Defendants have suggested that defining the class as all persons who have received unsolicited faxes would go to the heart of the merits of the case.13 These fears appear to be unfounded. The cases that have found commonality in TCPA complaints have taken a different viewpoint. In those cases, courts have concluded that certifying a class of persons who have received unsolicited faxes does not reach the merits of the claim, rather it is “merely setting the boundaries of the class.” Travel 100 Group, Inc. v. Empire Cooler Serv., Inc., No. 03-14510, 2004 WL 3105679, *3 (Ill.Cir. Oct. 19, 2004). This court agrees and echoes the- holding in Forbush. Accordingly, this court finds that the plaintiffs in this TCPA case are linked by a common complaint and the possibility that some may fail to prevail on their individual claims will not defeat class membership.

C) Typicality

The plaintiff asserts that the lead plaintiffs claim is not materially different from the rest of the class members and the interests of all the potential class members are aligned. Therefore, the plaintiff maintains that the typicality prong has been met.

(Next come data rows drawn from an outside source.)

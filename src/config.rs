//! Configuration parameters for feature extraction and scoring

use std::time::Duration;

/// Engine configuration parameters
#[derive(Debug, Clone)]
pub struct EngineConfig {
    // STFT parameters
    /// Frame size for spectral analysis (default: 2048)
    pub frame_size: usize,

    /// Hop size between frames (default: 512)
    pub hop_size: usize,

    // Temporal analysis
    /// Onset detection amplitude threshold (default: 0.1)
    /// A rising edge through this level counts as an onset
    pub onset_threshold: f32,

    /// Minimum reportable tempo in BPM (default: 60.0)
    pub min_bpm: f32,

    /// Maximum reportable tempo in BPM (default: 200.0)
    pub max_bpm: f32,

    // Spectral descriptors
    /// Cumulative-magnitude fraction for the rolloff frequency (default: 0.85)
    pub rolloff_fraction: f32,

    /// Reference tuning frequency in Hz for chroma mapping (default: 440.0, A4)
    pub reference_frequency: f32,

    /// Spectral peak count treated as maximal harmonic complexity (default: 100)
    pub complexity_peak_cap: usize,

    // Market signals
    /// Timeout for the market-signal provider fetch (default: 2s)
    /// On expiry the built-in default snapshot is substituted
    pub market_fetch_timeout: Duration,
}

impl Default for EngineConfig {
    fn default() -> Self {
        Self {
            frame_size: 2048,
            hop_size: 512,
            onset_threshold: 0.1,
            min_bpm: 60.0,
            max_bpm: 200.0,
            rolloff_fraction: 0.85,
            reference_frequency: 440.0,
            complexity_peak_cap: 100,
            market_fetch_timeout: Duration::from_secs(2),
        }
    }
}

The defendants argue that it is unclear if the class representative’s claim is typical because although the class representative may *244have received an unsolicited fax, it cannot be ascertained whether all the faxes received by the class members were unsolicited.

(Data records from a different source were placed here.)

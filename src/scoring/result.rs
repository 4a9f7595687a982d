//! Scoring result types

use serde::{Deserialize, Serialize};

use crate::analysis::features::FeatureOrigin;
use crate::scoring::risk::RiskAssessment;

/// Recommendation category
#[derive(Debug, Clone, Copy, PartialEq, Eq, Hash, Serialize, Deserialize)]
#[serde(rename_all = "lowercase")]
pub enum RecommendationCategory {
    /// Mix/production changes
    Production,
    /// Promotion and campaign work
    Marketing,
    /// Platform and channel strategy
    Distribution,
    /// Insights about an already-released track
    Performance,
    /// Composition and arrangement changes
    Arrangement,
    /// Audience targeting
    Audience,
    /// Genre positioning
    Genre,
    /// Release timing
    Timing,
}

/// Recommendation priority
#[derive(Debug, Clone, Copy, PartialEq, Eq, PartialOrd, Ord, Serialize, Deserialize)]
#[serde(rename_all = "lowercase")]
pub enum Priority {
    /// Act on this first
    High,
    /// Worth doing
    Medium,
    /// Nice to have
    Low,
}

/// A single prioritized recommendation
#[derive(Debug, Clone, Serialize, Deserialize)]
pub struct Recommendation {
    /// Category the advice belongs to
    pub category: RecommendationCategory,
    /// Priority level
    pub priority: Priority,
    /// Short title
    pub title: String,
    /// What was observed and why it matters
    pub description: String,
    /// Expected impact in [0, 100]; output is sorted descending by this
    pub impact: f32,
    /// Concrete next step
    pub implementation: String,
}

/// Per-component score breakdown, each in [0, 100]
#[derive(Debug, Clone, Copy, Serialize, Deserialize)]
pub struct ScoreBreakdown {
    /// Audio-features ensemble score
    pub audio_features: f32,
    /// Market-trends alignment score (flat 50 without a snapshot)
    pub market_trends: f32,
    /// Genre-alignment score
    pub genre_alignment: f32,
    /// Seasonal release-timing score (flat 50 without a release month)
    pub seasonal_factors: f32,
}

/// The complete success assessment for one track
///
/// A pure function of its inputs: identical features, genre, release date
/// and market snapshot always produce an identical record.
#[derive(Debug, Clone, Serialize, Deserialize)]
pub struct SuccessScoreResult {
    /// Overall score in [0, 100]
    pub overall_score: f32,

    /// Assessment confidence in [0, 1]
    pub confidence: f32,

    /// Per-component breakdown
    pub breakdown: ScoreBreakdown,

    /// Recommendations, sorted by impact descending
    pub recommendations: Vec<Recommendation>,

    /// Risk factor descriptions (mirrors `risk.risk_factors`)
    pub risk_factors: Vec<String>,

    /// Structured risk assessment
    pub risk: RiskAssessment,

    /// Market potential in [0, 100]
    pub market_potential: f32,

    /// Social/viral potential in [0, 100]
    pub social_score: f32,

    /// Whether the underlying features were measured or estimated
    pub feature_origin: FeatureOrigin,
}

The defendants again rely on Forman. In that ease, a district court held that the typicality prong was not met in a TCPA case because the claims of the class representative “[did] not arise from the same event or course of conduct that [gave] rise to the claims of the class members.” 164 F.R.D. at 404.

Although Forman denied class certification, the rationale of Forman is inconsistent with Fifth Circuit precedent and inconsistent with the facts of the present case. The Forman court found the typicality prong was not met because “proof of the plaintiffs claim would not necessarily prove all the proposed class members’ claims.” 164 F.R.D. at 404. However, this is not the standard set out by the Fifth Circuit. In fact, the Fifth Circuit has recognized that the possibility that some putative class members may fail in their individual claims does not preclude class membership. See Forbush, 994 F.2d at 1105.

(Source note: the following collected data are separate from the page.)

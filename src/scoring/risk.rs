//! Risk assessment
//!
//! Accumulates fixed point penalties for commercially risky feature and
//! genre combinations. Each risk is a tagged code mapped 1:1 to its factor
//! description and mitigation template, so wording changes can never
//! silently drop a mitigation.

use serde::{Deserialize, Serialize};

use crate::analysis::features::FeatureVector;
use crate::scoring::genre::GenreProfile;

/// Overall risk bucket
#[derive(Debug, Clone, Copy, PartialEq, Eq, Serialize, Deserialize)]
#[serde(rename_all = "lowercase")]
pub enum RiskLevel {
    /// Risk score <= 25
    Low,
    /// Risk score in (25, 50]
    Medium,
    /// Risk score > 50
    High,
}

/// Tagged risk codes with their penalty, factor text and mitigation
#[derive(Debug, Clone, Copy, PartialEq, Eq, Serialize, Deserialize)]
pub enum RiskCode {
    /// Energy below 0.4
    LowEnergy,
    /// Danceability below 0.5
    LowDanceability,
    /// Genre market share below 5%
    NicheGenre,
    /// Genre with negative growth
    DecliningGenre,
}

impl RiskCode {
    /// Fixed penalty contributed to the risk score
    pub fn penalty(&self) -> f32 {
        match self {
            RiskCode::LowEnergy => 20.0,
            RiskCode::LowDanceability => 15.0,
            RiskCode::NicheGenre => 25.0,
            RiskCode::DecliningGenre => 30.0,
        }
    }

    /// Human-readable factor description
    pub fn factor(&self) -> &'static str {
        match self {
            RiskCode::LowEnergy => "Low energy may limit playlist placement",
            RiskCode::LowDanceability => "Low danceability reduces mainstream appeal",
            RiskCode::NicheGenre => "Genre has a small market share",
            RiskCode::DecliningGenre => "Genre audience is shrinking",
        }
    }

    /// Mitigation template paired with this code
    pub fn mitigation(&self) -> &'static str {
        match self {
            RiskCode::LowEnergy => {
                "Commission a high-energy remix or revisit the mix to lift perceived intensity"
            }
            RiskCode::LowDanceability => {
                "Tighten the rhythm section or release a club edit aimed at dance playlists"
            }
            RiskCode::NicheGenre => {
                "Target the genre's dedicated channels and cross-promote with adjacent genres"
            }
            RiskCode::DecliningGenre => {
                "Blend in elements from growing genres and pitch to crossover playlists"
            }
        }
    }
}

/// Structured risk assessment result
#[derive(Debug, Clone, Serialize, Deserialize)]
pub struct RiskAssessment {
    /// Risk bucket derived from the score
    pub overall_risk: RiskLevel,
    /// Accumulated penalty score in [0, 100]
    pub risk_score: f32,
    /// Triggered risk codes
    pub codes: Vec<RiskCode>,
    /// Factor descriptions, one per triggered code
    pub risk_factors: Vec<String>,
    /// Mitigation templates, one per triggered code
    pub mitigation_strategies: Vec<String>,
}

/// Assess commercial risk for a feature vector under a genre profile
pub fn assess_risk(features: &FeatureVector, profile: &GenreProfile) -> RiskAssessment {
    let mut codes = Vec::new();

    if features.energy() < 0.4 {
        codes.push(RiskCode::LowEnergy);
    }
    if features.danceability() < 0.5 {
        codes.push(RiskCode::LowDanceability);
    }
    if profile.market_share < 0.05 {
        codes.push(RiskCode::NicheGenre);
    }
    if profile.growth_rate < 0.0 {
        codes.push(RiskCode::DecliningGenre);
    }

    let risk_score = codes
        .iter()
        .map(|c| c.penalty())
        .sum::<f32>()
        .clamp(0.0, 100.0);

    let overall_risk = if risk_score > 50.0 {
        RiskLevel::High
    } else if risk_score > 25.0 {
        RiskLevel::Medium
    } else {
        RiskLevel::Low
    };

    RiskAssessment {
        overall_risk,
        risk_score,
        risk_factors: codes.iter().map(|c| c.factor().to_string()).collect(),
        mitigation_strategies: codes.iter().map(|c| c.mitigation().to_string()).collect(),
        codes,
    }
}

#[cfg(test)]
mod tests {
    use super::*;
    use crate::scoring::genre::profile_for;

    #[test]
    fn test_no_risks_is_low() {
        let features = FeatureVector::builder()
            .energy(0.8)
            .danceability(0.8)
            .build();
        let assessment = assess_risk(&features, profile_for(Some("Pop")));
        assert_eq!(assessment.overall_risk, RiskLevel::Low);
        assert_eq!(assessment.risk_score, 0.0);
        assert!(assessment.risk_factors.is_empty());
        assert!(assessment.mitigation_strategies.is_empty());
    }

    #[test]
    fn test_low_energy_and_danceability_is_medium() {
        let features = FeatureVector::builder()
            .energy(0.2)
            .danceability(0.3)
            .build();
        let assessment = assess_risk(&features, profile_for(Some("Pop")));
        // 20 + 15 = 35: medium bucket
        assert_eq!(assessment.risk_score, 35.0);
        assert_eq!(assessment.overall_risk, RiskLevel::Medium);
    }

    #[test]
    fn test_bucket_boundaries() {
        // Rock carries DecliningGenre (30): medium
        let ok = FeatureVector::builder().energy(0.8).danceability(0.8).build();
        let rock = assess_risk(&ok, profile_for(Some("Rock")));
        assert_eq!(rock.risk_score, 30.0);
        assert_eq!(rock.overall_risk, RiskLevel::Medium);

        // Indie (share 0.04) + low energy + low danceability: 25+20+15 = 60, high
        let weak = FeatureVector::builder().energy(0.2).danceability(0.3).build();
        let indie = assess_risk(&weak, profile_for(Some("Indie")));
        assert_eq!(indie.risk_score, 60.0);
        assert_eq!(indie.overall_risk, RiskLevel::High);
    }

    #[test]
    fn test_high_iff_score_above_fifty() {
        for (features, genre) in [
            (FeatureVector::builder().energy(0.2).danceability(0.3).build(), "Indie"),
            (FeatureVector::builder().energy(0.8).danceability(0.8).build(), "Pop"),
            (FeatureVector::builder().energy(0.2).danceability(0.8).build(), "Rock"),
        ] {
            let a = assess_risk(&features, profile_for(Some(genre)));
            assert_eq!(a.overall_risk == RiskLevel::High, a.risk_score > 50.0);
            assert_eq!(
                a.overall_risk == RiskLevel::Medium,
                a.risk_score > 25.0 && a.risk_score <= 50.0
            );
        }
    }

    #[test]
    fn test_every_factor_has_a_mitigation() {
        let features = FeatureVector::builder().energy(0.1).danceability(0.1).build();
        let assessment = assess_risk(&features, profile_for(Some("Indie")));
        assert_eq!(
            assessment.risk_factors.len(),
            assessment.mitigation_strategies.len()
        );
        assert_eq!(assessment.codes.len(), assessment.risk_factors.len());
    }
}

Like commonality, the test for typicality “is not demanding.” James, 254 F.3d at 571. In James, the Fifth Circuit held that the claims of the putative class members and their representatives must arise from a similar course of conduct and share the same legal theory. Id. If these criteria are met, “factual differences will not defeat typicality.” Id.

In this case, the putative class members allege that the same course of conduct, the sending of unsolicited faxes, and share the same legal theory, violation of the TCPA. Although the faxes may have been sent under a variety of different circumstances, that does not alter the fact that the underlying legal theory and alleged conduct is typical to that of the putative class.

D) Adequacy of Representation

To meet the requirements of Rule 23(a)(4), the class representatives must fairly and adequately represent the class. The plaintiff maintains that its attorneys are properly qualified and experienced to handle class action litigation. The defendants assert that this element cannot be met. Biopay argues that although the lead plaintiff has alleged that Biopay did not have permission to send it faxes, members of the proposed class may have given permission. Thus, the interests of the class representative and the proposed class members are not necessarily aligned.

In Mullen v. Treasure Chest Casino, LLC, 186 F.3d 620, 626 (5th Cir.1999), the Fifth Circuit found that differences between named plaintiffs and class members will render the named plaintiffs inadequate representatives “only if those differences create conflicts between the named plaintiffs’ interest and the class members’ interests.” Differences in the way named plaintiffs and class members prove causation and damages do not defeat adequacy. Id. Rather, the appropriate inquiry is “whether named plaintiffs have ‘an insufficient stake in the outcome or interests antagonistic to the unnamed members.’ ” Id.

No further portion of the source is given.